Notifying the system administrator if something goes wrong within the group.
Automatic switching of the master.
Config provider for external clients for them to know where to connect.
If data is to be sharded to several nodes, Redis offers an open-source version of Redis Cluster. It supports building a cluster from several replication groups. Data within the cluster is sharded over 16 384 slots. Slot ranges are determined among Redis nodes.
Nodes within the cluster communicate over a separate open port to know their neighbors’ statuses. To work with Redis Cluster, the app should use a special connector.
Tarantool
Tarantool also supports replication and sharding. The key tool of scalability management is Tarantool Cartridge. It unites nodes into replica sets. You can make one group of that kind and use it similarly to Redis Sentinel. Tarantool Cartridge can manage several replica sets and shard data across them. vshard library is used for sharding purposes.
Differences
Administration
Scripts and commands in Redis Cluster.
Web-interface or API in Tarantool Cartridge.
Sharding buckets
Number of sharding buckets in Redis is fixed, equal to 16 384.
Number of sharding buckets in Tarantool Cartridge (vshard) is customizable. It is set up once - when a cluster is created.
Bucket rebalancing (resharding)
In Redis Cluster, setup and launching are manual,
They are automatic in Tarantool Cartridge (vshard).
Query routing
In Redis Cluster, queries are routed on the side of the client app.

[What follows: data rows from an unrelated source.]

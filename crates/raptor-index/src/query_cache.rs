//! Query embedding cache using moka.
//!
//! Keys are blake3 hashes of the exact query string. Paraphrases miss.

use std::sync::Arc;
use std::time::Duration;

use moka::sync::Cache;

/// Cached query embeddings, shared by every query against one index.
pub struct QueryCache {
    cache: Cache<String, Arc<Vec<f32>>>,
}

impl QueryCache {
    pub fn new(max_entries: u64) -> Self {
        let cache = Cache::builder()
            .max_capacity(max_entries)
            .time_to_idle(Duration::from_secs(3600))
            .build();
        Self { cache }
    }

    pub fn key(query: &str) -> String {
        blake3::hash(query.as_bytes()).to_hex().to_string()
    }

    pub fn get(&self, key: &str) -> Option<Arc<Vec<f32>>> {
        self.cache.get(key)
    }

    pub fn insert(&self, key: String, embedding: Arc<Vec<f32>>) {
        self.cache.insert(key, embedding);
    }

    pub fn len(&self) -> u64 {
        self.cache.run_pending_tasks();
        self.cache.entry_count()
    }

    pub fn is_empty(&self) -> bool {
        self.len() == 0
    }
}
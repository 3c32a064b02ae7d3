use std::collections::{BTreeSet, VecDeque};
use std::sync::Arc;

use crate::errors::RaptorResult;
use crate::models::{NodeId, TreeNode};

/// Read-only handle over a finished summarization tree.
///
/// Implementations must never mutate the tree while queries hold it. The
/// similarity calls are the potentially slow part and are invoked off the
/// async executor by the recall stage.
pub trait ITreeIndex: Send + Sync {
    fn get_node(&self, id: NodeId) -> RaptorResult<Arc<TreeNode>>;

    fn get_children(&self, id: NodeId) -> RaptorResult<Vec<NodeId>>;

    /// Nodes of the top layer.
    fn get_roots(&self) -> Vec<NodeId>;

    /// Similarity of `query` to the stored embedding of `id` (higher = closer).
    fn similarity(&self, query: &str, id: NodeId) -> RaptorResult<f64>;

    /// Total number of nodes across all layers.
    fn node_count(&self) -> usize;

    /// Score many nodes for one query, in input order.
    fn similarity_batch(&self, query: &str, ids: &[NodeId]) -> RaptorResult<Vec<f64>> {
        ids.iter().map(|&id| self.similarity(query, id)).collect()
    }

    /// Every node id reachable from the roots, in breadth-first order.
    fn all_node_ids(&self) -> RaptorResult<Vec<NodeId>> {
        let mut seen = BTreeSet::new();
        let mut order = Vec::new();
        let mut queue: VecDeque<NodeId> = self.get_roots().into_iter().collect();
        while let Some(id) = queue.pop_front() {
            if !seen.insert(id) {
                continue;
            }
            order.push(id);
            queue.extend(self.get_children(id)?);
        }
        Ok(order)
    }

    /// Node ids whose level equals `layer`.
    fn layer_nodes(&self, layer: usize) -> RaptorResult<Vec<NodeId>> {
        let mut out = Vec::new();
        for id in self.all_node_ids()? {
            if self.get_node(id)?.level == layer {
                out.push(id);
            }
        }
        Ok(out)
    }

    /// Number of layers, leaves included (top level + 1). Zero for an empty tree.
    fn num_layers(&self) -> RaptorResult<usize> {
        let mut top = None;
        for id in self.get_roots() {
            let level = self.get_node(id)?.level;
            top = Some(top.map_or(level, |t: usize| t.max(level)));
        }
        Ok(top.map_or(0, |t| t + 1))
    }
}
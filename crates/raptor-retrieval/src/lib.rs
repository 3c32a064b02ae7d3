//! # raptor-retrieval
//!
//! The query engine. Two-stage pipeline: tree recall with over-fetch, then
//! optional reranking, merged back under the token budget.
//!
//! ## Architecture
//!
//! ```text
//! FusionController
//! ├── TreeRecallEngine
//! │   ├── Collapsed (every node, one pass)
//! │   ├── Layered (top-down, per-layer fan-out)
//! │   └── Budget trim (score-order prefix)
//! ├── Rerank decision
//! │   ├── rerank_enabled / gateway attached
//! │   ├── pool larger than top_k
//! │   └── recall score spread below threshold
//! ├── RerankGateway (raptor-rerank)
//! └── Merge
//!     ├── Sort (rerank desc, recall desc, id asc)
//!     ├── Truncate to top_k
//!     ├── Budget re-trim
//!     └── Fallback to recall order on RerankUnavailable
//! ```

pub mod fusion;
pub mod ranking;
pub mod recall;

pub use fusion::FusionController;
pub use recall::TreeRecallEngine;
mod tracker;

pub use tracker::{DegradationTracker, RecoveryStatus, TrackedDegradation};
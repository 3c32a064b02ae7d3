use std::collections::BTreeSet;

use serde::{Deserialize, Serialize};

/// Identifier of a node within one tree.
pub type NodeId = usize;

/// A chunk (level 0) or summary (level ≥ 1) of the pre-built tree.
///
/// Immutable once the index is built; queries only hold shared references.
#[derive(Debug, Clone, PartialEq, Serialize, Deserialize)]
pub struct TreeNode {
    pub id: NodeId,
    pub text: String,
    /// Empty until the index build embeds it.
    #[serde(default)]
    pub embedding: Vec<f32>,
    /// 0 = leaf.
    pub level: usize,
    #[serde(default)]
    pub children: BTreeSet<NodeId>,
    #[serde(default)]
    pub parent: Option<NodeId>,
}

impl TreeNode {
    /// A leaf chunk with no children.
    pub fn leaf(id: NodeId, text: impl Into<String>) -> Self {
        Self {
            id,
            text: text.into(),
            embedding: Vec::new(),
            level: 0,
            children: BTreeSet::new(),
            parent: None,
        }
    }

    /// A summary node over `children` at `level`.
    pub fn summary(
        id: NodeId,
        text: impl Into<String>,
        level: usize,
        children: impl IntoIterator<Item = NodeId>,
    ) -> Self {
        Self {
            id,
            text: text.into(),
            embedding: Vec::new(),
            level,
            children: children.into_iter().collect(),
            parent: None,
        }
    }

    pub fn with_embedding(mut self, embedding: Vec<f32>) -> Self {
        self.embedding = embedding;
        self
    }

    pub fn with_parent(mut self, parent: NodeId) -> Self {
        self.parent = Some(parent);
        self
    }

    pub fn is_leaf(&self) -> bool {
        self.level == 0
    }
}
use serde::{Deserialize, Serialize};

/// Resolved SenML measurement record, one row of the default table.
///
/// At most one of the value slots (`value`, `string_value`,
/// `data_value`, `bool_value`) is set per record; `sum` may accompany
/// or replace them. `time` and `update_time` are Unix seconds.
#[derive(Debug, Clone, Default, PartialEq, Serialize, Deserialize, sqlx::FromRow)]
pub struct Message {
    pub channel: String,
    pub subtopic: String,
    pub publisher: String,
    pub protocol: String,
    pub name: String,
    pub unit: String,
    pub time: f64,
    pub update_time: f64,
    #[serde(skip_serializing_if = "Option::is_none")]
    pub value: Option<f64>,
    #[serde(skip_serializing_if = "Option::is_none")]
    pub string_value: Option<String>,
    /// Base64-encoded opaque data.
    #[serde(skip_serializing_if = "Option::is_none")]
    pub data_value: Option<String>,
    #[serde(skip_serializing_if = "Option::is_none")]
    pub bool_value: Option<bool>,
    #[serde(skip_serializing_if = "Option::is_none")]
    pub sum: Option<f64>,
}
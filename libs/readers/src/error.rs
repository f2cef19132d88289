type Cause = Box<dyn std::error::Error + Send + Sync>;

/// Error returned by every `MessageReader` operation.
///
/// Query, decode and count failures all render under the stable
/// "failed to read messages" prefix while preserving the underlying
/// cause for diagnostics.
#[derive(Debug, thiserror::Error)]
pub enum ReadError {
    /// Format selector is not in the allow-list of known tables.
    /// Rejected before any SQL is built.
    #[error("invalid message format '{0}'")]
    InvalidFormat(String),

    #[error("failed to read messages: query: {source}")]
    Query { source: Cause },

    #[error("failed to read messages: row decode: {source}")]
    Decode { source: Cause },

    #[error("failed to read messages: count: {source}")]
    Count { source: Cause },
}

impl ReadError {
    pub fn query(source: impl Into<Cause>) -> Self {
        Self::Query { source: source.into() }
    }

    pub fn decode(source: impl Into<Cause>) -> Self {
        Self::Decode { source: source.into() }
    }

    pub fn count(source: impl Into<Cause>) -> Self {
        Self::Count { source: source.into() }
    }
}

#[cfg(test)]
mod tests {
    use super::*;

    #[test]
    fn read_failures_share_stable_prefix() {
        for err in [
            ReadError::query("connection refused"),
            ReadError::decode("bad column"),
            ReadError::count("scan failed"),
        ] {
            assert!(err.to_string().starts_with("failed to read messages: "));
        }
    }

    #[test]
    fn invalid_format_names_the_offender() {
        let err = ReadError::InvalidFormat("messages; DROP TABLE".into());
        assert_eq!(
            err.to_string(),
            "invalid message format 'messages; DROP TABLE'"
        );
    }
}
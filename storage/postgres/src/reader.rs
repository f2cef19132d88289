use std::future::Future;
use std::pin::Pin;

use serde_json::{Map, Value};
use sqlx::types::Uuid;
use sqlx::{PgPool, Postgres, QueryBuilder};

use fluxion_readers::{Format, Message, MessageReader, MessagesPage, PageMetadata, ReadError};
use fluxion_transformers::{json, senml};

/// PostgreSQL MessageReader backend.
///
/// Stateless per call: two sequential round trips (page select, then
/// a COUNT with the identical predicate), nothing shared across calls
/// beyond the pool.
pub struct PostgresReader {
    pool: PgPool,
}

impl PostgresReader {
    pub fn new(pool: PgPool) -> Self {
        Self { pool }
    }

    async fn do_read_all(
        &self,
        channel: &str,
        page: PageMetadata,
    ) -> Result<MessagesPage, ReadError> {
        let format = Format::parse(page.format.as_deref())?;

        tracing::debug!(
            channel = %channel,
            table = %format.table(),
            limit = page.limit,
            offset = page.offset,
            "reading messages"
        );

        let mut query =
            QueryBuilder::new(format!("SELECT * FROM {} WHERE ", format.table()));
        push_conditions(&mut query, channel, &page);
        query
            .push(format!(" ORDER BY {} DESC LIMIT ", format.order_column()))
            .push_bind(i64::try_from(page.limit).unwrap_or(i64::MAX))
            .push(" OFFSET ")
            .push_bind(i64::try_from(page.offset).unwrap_or(i64::MAX));

        let messages: Vec<Message> = match format {
            Format::Senml => query
                .build_query_as::<senml::Message>()
                .fetch_all(&self.pool)
                .await
                .map_err(classify_fetch)?
                .into_iter()
                .map(Message::Senml)
                .collect(),
            Format::Json => query
                .build_query_as::<JsonRow>()
                .fetch_all(&self.pool)
                .await
                .map_err(classify_fetch)?
                .into_iter()
                .map(JsonRow::into_message)
                .collect::<Result<_, _>>()?,
        };

        let mut count =
            QueryBuilder::new(format!("SELECT COUNT(*) FROM {} WHERE ", format.table()));
        push_conditions(&mut count, channel, &page);
        let total: i64 = count
            .build_query_scalar()
            .fetch_one(&self.pool)
            .await
            .map_err(ReadError::count)?;

        tracing::debug!(total, returned = messages.len(), "messages read");

        Ok(MessagesPage {
            page,
            total: total as u64,
            messages,
        })
    }
}

impl MessageReader for PostgresReader {
    fn read_all(
        &self,
        channel: &str,
        page: &PageMetadata,
    ) -> Pin<Box<dyn Future<Output = Result<MessagesPage, ReadError>> + Send + '_>> {
        let channel = channel.to_string();
        let page = page.clone();
        Box::pin(async move { self.do_read_all(&channel, page).await })
    }
}

/// Append the boolean predicate to `qb`: `channel` always, then each
/// present filter in fixed enumeration order, every value a bound
/// parameter. `from` is inclusive, `to` exclusive.
fn push_conditions(qb: &mut QueryBuilder<'_, Postgres>, channel: &str, page: &PageMetadata) {
    qb.push("channel = ").push_bind(channel.to_owned());
    if let Some(ref subtopic) = page.subtopic {
        qb.push(" AND subtopic = ").push_bind(subtopic.clone());
    }
    if let Some(ref publisher) = page.publisher {
        qb.push(" AND publisher = ").push_bind(publisher.clone());
    }
    if let Some(ref name) = page.name {
        qb.push(" AND name = ").push_bind(name.clone());
    }
    if let Some(ref protocol) = page.protocol {
        qb.push(" AND protocol = ").push_bind(protocol.clone());
    }
    if let Some(value) = page.value {
        qb.push(" AND value = ").push_bind(value);
    }
    if let Some(bool_value) = page.bool_value {
        qb.push(" AND bool_value = ").push_bind(bool_value);
    }
    if let Some(ref string_value) = page.string_value {
        qb.push(" AND string_value = ").push_bind(string_value.clone());
    }
    if let Some(ref data_value) = page.data_value {
        qb.push(" AND data_value = ").push_bind(data_value.clone());
    }
    if let Some(from) = page.from {
        qb.push(" AND time >= ").push_bind(from);
    }
    if let Some(to) = page.to {
        qb.push(" AND time < ").push_bind(to);
    }
}

/// Decode errors abort the whole read; everything else on the fetch
/// path is a query failure.
fn classify_fetch(err: sqlx::Error) -> ReadError {
    match err {
        sqlx::Error::ColumnDecode { .. }
        | sqlx::Error::ColumnNotFound(_)
        | sqlx::Error::TypeNotFound { .. }
        | sqlx::Error::Decode(_) => ReadError::decode(err),
        other => ReadError::query(other),
    }
}

/// Row shape every non-default table is expected to expose.
#[derive(Debug, sqlx::FromRow)]
struct JsonRow {
    id: Uuid,
    channel: String,
    created: i64,
    subtopic: String,
    publisher: String,
    protocol: String,
    payload: Vec<u8>,
}

impl JsonRow {
    fn into_message(self) -> Result<Message, ReadError> {
        let payload: Value =
            serde_json::from_slice(&self.payload).map_err(ReadError::decode)?;
        if !payload.is_object() {
            return Err(ReadError::decode(format!(
                "payload of row {} is not a JSON object",
                self.id
            )));
        }

        let mut map = Map::new();
        map.insert("id".into(), Value::String(self.id.to_string()));
        map.insert("channel".into(), Value::String(self.channel));
        map.insert("created".into(), Value::from(self.created));
        map.insert("subtopic".into(), Value::String(self.subtopic));
        map.insert("publisher".into(), Value::String(self.publisher));
        map.insert("protocol".into(), Value::String(self.protocol));
        map.insert("payload".into(), json::parse_flat(&payload));
        Ok(Message::Json(map))
    }
}

#[cfg(test)]
mod tests {
    use super::*;
    use serde_json::json;

    fn condition_sql(channel: &str, page: &PageMetadata) -> String {
        let mut qb = QueryBuilder::new("");
        push_conditions(&mut qb, channel, page);
        qb.sql().to_string()
    }

    #[test]
    fn no_filters_yields_channel_only_predicate() {
        assert_eq!(
            condition_sql("ch1", &PageMetadata::default()),
            "channel = $1"
        );
    }

    #[test]
    fn all_filters_in_fixed_enumeration_order() {
        let page = PageMetadata {
            subtopic: Some("temp".into()),
            publisher: Some("pub1".into()),
            name: Some("sensor".into()),
            protocol: Some("mqtt".into()),
            value: Some(4.2),
            bool_value: Some(true),
            string_value: Some("low".into()),
            data_value: Some("aGk=".into()),
            from: Some(1.0),
            to: Some(2.0),
            ..PageMetadata::default()
        };
        assert_eq!(
            condition_sql("ch1", &page),
            "channel = $1 AND subtopic = $2 AND publisher = $3 AND name = $4 \
             AND protocol = $5 AND value = $6 AND bool_value = $7 \
             AND string_value = $8 AND data_value = $9 \
             AND time >= $10 AND time < $11"
        );
    }

    #[test]
    fn sparse_filters_keep_relative_order() {
        let page = PageMetadata {
            publisher: Some("pub1".into()),
            to: Some(9.0),
            ..PageMetadata::default()
        };
        assert_eq!(
            condition_sql("ch1", &page),
            "channel = $1 AND publisher = $2 AND time < $3"
        );
    }

    #[test]
    fn json_row_decodes_and_unflattens_payload() {
        let row = JsonRow {
            id: Uuid::nil(),
            channel: "ch1".into(),
            created: 1234,
            subtopic: "engine".into(),
            publisher: "pub1".into(),
            protocol: "mqtt".into(),
            payload: json!({"coolant/temp": 95, "rpm": 3000})
                .to_string()
                .into_bytes(),
        };
        let Message::Json(map) = row.into_message().unwrap() else {
            panic!("expected json message");
        };
        assert_eq!(map["channel"], json!("ch1"));
        assert_eq!(map["created"], json!(1234));
        assert_eq!(
            map["payload"],
            json!({"coolant": {"temp": 95}, "rpm": 3000})
        );
    }

    #[test]
    fn malformed_payload_is_a_decode_failure() {
        let row = JsonRow {
            id: Uuid::nil(),
            channel: "ch1".into(),
            created: 0,
            subtopic: String::new(),
            publisher: String::new(),
            protocol: String::new(),
            payload: b"{not json".to_vec(),
        };
        assert!(matches!(row.into_message(), Err(ReadError::Decode { .. })));
    }

    #[test]
    fn non_object_payload_is_a_decode_failure() {
        let row = JsonRow {
            id: Uuid::nil(),
            channel: "ch1".into(),
            created: 0,
            subtopic: String::new(),
            publisher: String::new(),
            protocol: String::new(),
            payload: b"[1, 2, 3]".to_vec(),
        };
        assert!(matches!(row.into_message(), Err(ReadError::Decode { .. })));
    }

    #[tokio::test]
    async fn unknown_format_is_rejected_before_any_query() {
        // Lazy pool: no server behind it, so reaching the database
        // would fail with a query error instead.
        let pool = PgPool::connect_lazy("postgres://localhost:1/nowhere")
            .expect("lazy pool");
        let reader = PostgresReader::new(pool);
        let page = PageMetadata {
            format: Some("messages; DROP TABLE messages".into()),
            ..PageMetadata::default()
        };
        let err = reader.read_all("ch1", &page).await.unwrap_err();
        assert!(matches!(err, ReadError::InvalidFormat(_)));
    }
}
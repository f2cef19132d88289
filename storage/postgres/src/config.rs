use serde::Deserialize;
use sqlx::PgPool;
use sqlx::postgres::{PgConnectOptions, PgPoolOptions};

/// PostgreSQL connection configuration.
#[derive(Debug, Clone, Deserialize)]
pub struct PostgresConfig {
    pub host: String,
    #[serde(default = "default_port")]
    pub port: u16,
    #[serde(default = "default_user")]
    pub user: String,
    #[serde(default)]
    pub password: String,
    #[serde(default = "default_database")]
    pub database: String,
    #[serde(default = "default_max_conns")]
    pub max_conns: u32,
}

fn default_port() -> u16 {
    5432
}
fn default_user() -> String {
    "postgres".into()
}
fn default_database() -> String {
    "messages".into()
}
fn default_max_conns() -> u32 {
    10
}

impl PostgresConfig {
    /// Build a connection pool, validating the server is reachable.
    pub async fn connect(&self) -> Result<PgPool, sqlx::Error> {
        let opts = PgConnectOptions::new()
            .host(&self.host)
            .port(self.port)
            .username(&self.user)
            .password(&self.password)
            .database(&self.database);
        PgPoolOptions::new()
            .max_connections(self.max_conns)
            .connect_with(opts)
            .await
    }
}
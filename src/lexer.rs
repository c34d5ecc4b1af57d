//! # Lexical helpers
//!
//! MelodyScript is checked line by line, without building a token stream for
//! the whole document. This module provides the three primitives every check
//! shares:
//! - [`strip_comments`] removes `\_ ... _/` block comments from one line
//! - [`tokens`] splits a line into whitespace-delimited words
//! - [`find_column`] recovers where a word first appears in a line
//!
//! Comments are stripped per line. A comment opened on one line and closed on
//! a later one is not recognised: both halves stay in the text.
//!
//! Columns are counted in `char`s from the start of the line.

use regex::Regex;
use std::borrow::Cow;
use std::sync::LazyLock;

static BLOCK_COMMENT: LazyLock<Regex> =
    LazyLock::new(|| Regex::new(r"\\_.*?_/").expect("block comment pattern is valid"));

/// Remove every `\_ ... _/` span from a line.
///
/// Removal repeats until nothing matches, so a comment assembled from the
/// leftovers of another (`\\_ a _/_ b _/`) goes too and stripping twice is
/// the same as stripping once.
pub fn strip_comments(line: &str) -> Cow<'_, str> {
    let mut stripped = BLOCK_COMMENT.replace_all(line, "");
    while BLOCK_COMMENT.is_match(&stripped) {
        stripped = Cow::Owned(BLOCK_COMMENT.replace_all(&stripped, "").into_owned());
    }
    stripped
}

/// Whitespace-delimited words of a line, in order.
pub fn tokens(line: &str) -> Vec<&str> {
    line.split_whitespace().collect()
}

/// Column of the first occurrence of `needle` in `line`.
pub fn find_column(line: &str, needle: &str) -> Option<usize> {
    line.find(needle).map(|byte| line[..byte].chars().count())
}

/// Length of `text` in columns.
pub fn width(text: &str) -> usize {
    text.chars().count()
}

In Tarantool Cartridge, queries are routed on the cluster router nodes.
Infrastructure
Tarantool Cartridge also contains:
engine for map/reduce queries;
utility for app packaging into rpm, dep, and tar.gz;
Ansible roles for automatic app deployment;
cluster monitoring parameters export.
Data Schema Validation
In Redis, the primary data schema is key-value, but the values can contain different structures. You cannot set validation rules on the server side. We can’t indicate how certain data types should be used and what structure a value should have. The schema must be validated by a connector or a client app.
Tarantool supports data schema validation on the server side:
using integrated validation box.space.format that covers only the top-level section of the fields;
using an installed Avro schema extension.
3. Technical Features
What Kind of Data Types Can Be Stored?
In Redis, only a string can be a key. Redis supports the following data types:
strings;
string lists;
unordered collections of strings;
hashmaps or just key-value string pairs;
ordered collections of strings;
Bitmap and HyperLogLog.
Tarantool supports the following data types:
Primitive
strings;
boolean (true or false);
integer;
with floating point;
with decimal floating point;
UUID.
Complex
arrays;
hashmaps.
Redis data types are better tailored for event counters, including the unique ones, as well as for storage of small finished data marts.
Tarantool data types are better tailored for storage of objects and/or documents both in SQL and NoSQL DBMS.
Data Eviction
Redis and Tarantool both have engines to limit the memory occupied. If a client attempts to add data after the limit has been reached, the databases will return an error. Both Redis and Tarantool will proceed with reading queries in that case, though.
Let’s see how “no longer required” data can be deleted. Redis comprises several data eviction engines:
TTL - object eviction as soon as their lifetime expires;
LRU - long used data eviction;
RANDOM - random object eviction;
LFU - rarely used data eviction.
All the engines can be set up either for the entire data amount or for the objects marked as evictable only.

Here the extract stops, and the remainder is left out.